I really like to make things that I beleive will improve someone's experience, whether through creating new tool or software, or helping them feel connected through the arts. Due to my countless surgeries and doctor visits, I often find myself applying this interest to health sensing technologies and other medical or health applications. My work broadly falls within human-computer interaction (HCI), and currently lives in the domain of machine knitting, where I develop CAD tools and soft sensors.

I am currently a PhD candidate in the Khoury College of Computer Sciences at Northeastern University and a member of the ACT (Accessible Creative Technologies) Lab run by Megan Hofmann. I will be proposing my dissertation, Computational Tools for Modular Design, Visualization, and Debugging in Machine Knitting with Applications to Healthcare this fall; my thesis committe includes Drs. Hofmann, Varun Mishra, and Jim McCann. I am also affiliated with the Computational Behavioral Science Lab and the mHealth Research Group at Northeastern. I currrently serve as an accessibility chair for the ACM Symposium on User Interface Software and Technology (UIST) conference and an accessibility advisory board member for the Arlington Center for the Arts.

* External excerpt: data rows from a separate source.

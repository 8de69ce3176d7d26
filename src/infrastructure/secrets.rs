//! Server-held API keys read from the environment.
//!
//! Keys never leave the server: `Debug` redacts them and handlers only ever
//! report whether a key is present.

use crate::error::ProxyError;
use std::env;
use std::fmt;

pub const BOK_API_KEY: &str = "BOK_API_KEY";
pub const OPENAI_API_KEY: &str = "OPENAI_API_KEY";
pub const APP_SHARED_KEY: &str = "APP_SHARED_KEY";

#[derive(Clone, Default)]
pub struct Secrets {
    bok_api_key: Option<String>,
    openai_api_key: Option<String>,
    app_shared_key: Option<String>,
}

impl Secrets {
    pub fn new(
        bok_api_key: Option<String>,
        openai_api_key: Option<String>,
        app_shared_key: Option<String>,
    ) -> Self {
        Self {
            bok_api_key: non_empty(bok_api_key),
            openai_api_key: non_empty(openai_api_key),
            app_shared_key: non_empty(app_shared_key),
        }
    }

    /// Read every key from the process environment. Empty values count as unset.
    pub fn from_env() -> Self {
        Self::new(
            env::var(BOK_API_KEY).ok(),
            env::var(OPENAI_API_KEY).ok(),
            env::var(APP_SHARED_KEY).ok(),
        )
    }

    pub fn bok_api_key(&self) -> Result<&str, ProxyError> {
        self.bok_api_key
            .as_deref()
            .ok_or(ProxyError::MissingSecret(BOK_API_KEY))
    }

    pub fn openai_api_key(&self) -> Result<&str, ProxyError> {
        self.openai_api_key
            .as_deref()
            .ok_or(ProxyError::MissingSecret(OPENAI_API_KEY))
    }

    pub fn has_bok_api_key(&self) -> bool {
        self.bok_api_key.is_some()
    }

    pub fn has_openai_api_key(&self) -> bool {
        self.openai_api_key.is_some()
    }

    /// Check a caller-supplied shared key.
    pub fn verify_app_key(&self, presented: Option<&str>) -> Result<(), ProxyError> {
        let expected = self
            .app_shared_key
            .as_deref()
            .ok_or(ProxyError::MissingSecret(APP_SHARED_KEY))?;
        match presented {
            Some(key) if key == expected => Ok(()),
            _ => Err(ProxyError::Unauthorized),
        }
    }

    pub fn log_status(&self) {
        for (name, present) in [
            (BOK_API_KEY, self.bok_api_key.is_some()),
            (OPENAI_API_KEY, self.openai_api_key.is_some()),
            (APP_SHARED_KEY, self.app_shared_key.is_some()),
        ] {
            if present {
                tracing::info!("{} found", name);
            } else {
                tracing::warn!("{} not set - routes that need it will answer 500", name);
            }
        }
    }
}

fn non_empty(value: Option<String>) -> Option<String> {
    value.filter(|v| !v.trim().is_empty())
}

impl fmt::Debug for Secrets {
    fn fmt(&self, f: &mut fmt::Formatter<'_>) -> fmt::Result {
        let mask = |v: &Option<String>| if v.is_some() { "***" } else { "<unset>" };
        f.debug_struct("Secrets")
            .field("bok_api_key", &mask(&self.bok_api_key))
            .field("openai_api_key", &mask(&self.openai_api_key))
            .field("app_shared_key", &mask(&self.app_shared_key))
            .finish()
    }
}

Before coming to Northeastern, I earned my bachelor's degree from Emory University, where I was an interdisciplinary studies major in the Institute for the Liberal Arts. I was advised by Mark Risjord and Roberto Franzosi, and I completed a thesis that identified presecription medication side effects from online forums using a novel natural language processing technique. I subsequently earned my Master of Public Health from Brown University. I was advised by Tyler Wray, Shira Dunsiger, and Megan Ranney, and I completed a thesis on predicting lyme disease cases by county with satellite, weather station, and CDC data. I also worked for both the Brown Center for Evidence Synthesis in Health and Center for Digital Health, and taught a course on research methods. Outside of my doctoral research, I often spend my time gardening, at museums, working on art and writing projects, listening to music, and making a lot of capuccinos.